_PROMPT:_
The answer must consist of every line from the data that holds "ShareLink".

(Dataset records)
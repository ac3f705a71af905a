//! Domain entities returned by the Viberfy backend, plus chrome/session state

use chrono::{DateTime, Utc};
use serde::Deserialize;

/// A genre tag attached to tracks
#[derive(Clone, Debug, Deserialize, PartialEq, Eq)]
pub struct Genre {
    pub id: u64,
    pub name: String,
    pub slug: String,
}

/// Artist as embedded in track/album payloads
#[derive(Clone, Debug, Deserialize)]
pub struct ArtistSummary {
    pub id: u64,
    pub name: String,
    pub slug: String,
    #[serde(default)]
    pub avatar: Option<String>,
}

/// Full artist profile with owned catalog
#[allow(dead_code)]
#[derive(Clone, Debug, Deserialize)]
pub struct Artist {
    pub id: u64,
    pub name: String,
    pub slug: String,
    #[serde(default)]
    pub bio: Option<String>,
    #[serde(default)]
    pub avatar: Option<String>,
    #[serde(default)]
    pub albums: Vec<AlbumSummary>,
    #[serde(default)]
    pub tracks: Vec<Track>,
    #[serde(default)]
    pub albums_count: u64,
    #[serde(default)]
    pub tracks_count: u64,
    #[serde(default)]
    pub total_plays: Option<u64>,
    #[serde(default)]
    pub total_likes: Option<u64>,
    #[serde(default)]
    pub is_verified: bool,
}

/// Album as embedded in track payloads
#[derive(Clone, Debug, Deserialize)]
pub struct AlbumSummary {
    pub id: u64,
    pub name: String,
    pub slug: String,
    #[serde(default)]
    pub cover: Option<String>,
}

/// Full album with its (unordered) track set and aggregate counters
#[allow(dead_code)]
#[derive(Clone, Debug, Deserialize)]
pub struct Album {
    pub id: u64,
    pub name: String,
    pub slug: String,
    #[serde(default)]
    pub cover: Option<String>,
    #[serde(default)]
    pub description: Option<String>,
    pub artist: ArtistSummary,
    #[serde(default)]
    pub tracks: Vec<Track>,
    #[serde(default)]
    pub tracks_count: u64,
    #[serde(default)]
    pub plays_count: u64,
    #[serde(default)]
    pub likes_count: u64,
    #[serde(default)]
    pub listens_last_week: u64,
    #[serde(default)]
    pub listens_last_month: u64,
    #[serde(default)]
    pub is_published: bool,
    #[serde(default)]
    pub release_date: Option<String>,
}

/// A track snapshot as served by the backend.
///
/// `slug` is the external identity used for every mutation call; the numeric
/// `id` is only used for UI equality checks such as "is this the track that
/// is currently playing".
#[derive(Clone, Debug, Deserialize)]
pub struct Track {
    pub id: u64,
    pub name: String,
    pub slug: String,
    /// Duration in whole seconds
    pub duration: u32,
    pub audio: String,
    pub cover: String,
    #[serde(default)]
    pub description: Option<String>,
    #[serde(default)]
    pub lyrics: Option<String>,
    pub plays_count: u64,
    pub likes_count: u64,
    #[serde(default)]
    pub download_count: u64,
    /// Server-declared liked status at fetch time; the shared overlay takes
    /// precedence once the user has toggled this slug in the session.
    #[serde(default)]
    pub is_liked: bool,
    #[serde(default)]
    pub is_explicit: bool,
    #[serde(default = "default_true")]
    pub is_published: bool,
    #[serde(default)]
    pub genres: Vec<Genre>,
    pub artist: ArtistSummary,
    #[serde(default)]
    pub featured_artists: Vec<ArtistSummary>,
    #[serde(default)]
    pub album: Option<AlbumSummary>,
    #[serde(default)]
    pub language: Option<String>,
    #[serde(default)]
    pub mood: Option<String>,
    #[serde(default)]
    pub bpm: Option<u32>,
    #[serde(default)]
    pub bitrate: Option<u32>,
    #[serde(default)]
    pub release_date: Option<String>,
    #[serde(default)]
    pub created_at: Option<DateTime<Utc>>,
    #[serde(default)]
    pub updated_at: Option<DateTime<Utc>>,
}

fn default_true() -> bool {
    true
}

/// Profile summary returned by the identity endpoint
#[derive(Clone, Debug, Deserialize)]
pub struct Profile {
    pub id: u64,
    pub username: String,
    #[serde(default)]
    pub avatar: Option<String>,
}

/// Session/identity display state for the header chrome.
///
/// `logged_in` starts from the configuration-provided flag and is refined by
/// the identity fetch, which may only ever downgrade it to false.
#[derive(Clone, Debug, Default)]
pub struct SessionState {
    pub logged_in: bool,
    pub profile: Option<Profile>,
}

/// Entries of the account dropdown, in display order
pub const ACCOUNT_MENU: [&str; 3] = ["Profile", "History", "Logout"];

/// A single entry in the share popover
#[derive(Clone, Debug)]
pub struct ShareLink {
    pub label: &'static str,
    pub url: String,
}

/// Local open/closed state of the chrome widgets.
///
/// Both menus are purely local toggles; any key outside their bounds closes
/// them again.
#[derive(Clone, Debug, Default)]
pub struct UiState {
    pub dropdown_open: bool,
    pub dropdown_selected: usize,
    pub share_open: bool,
    pub share_selected: usize,
    pub share_links: Vec<ShareLink>,
}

_SOLUTION BELOW:_
pub struct ShareLink {
    pub share_links: Vec<ShareLink>,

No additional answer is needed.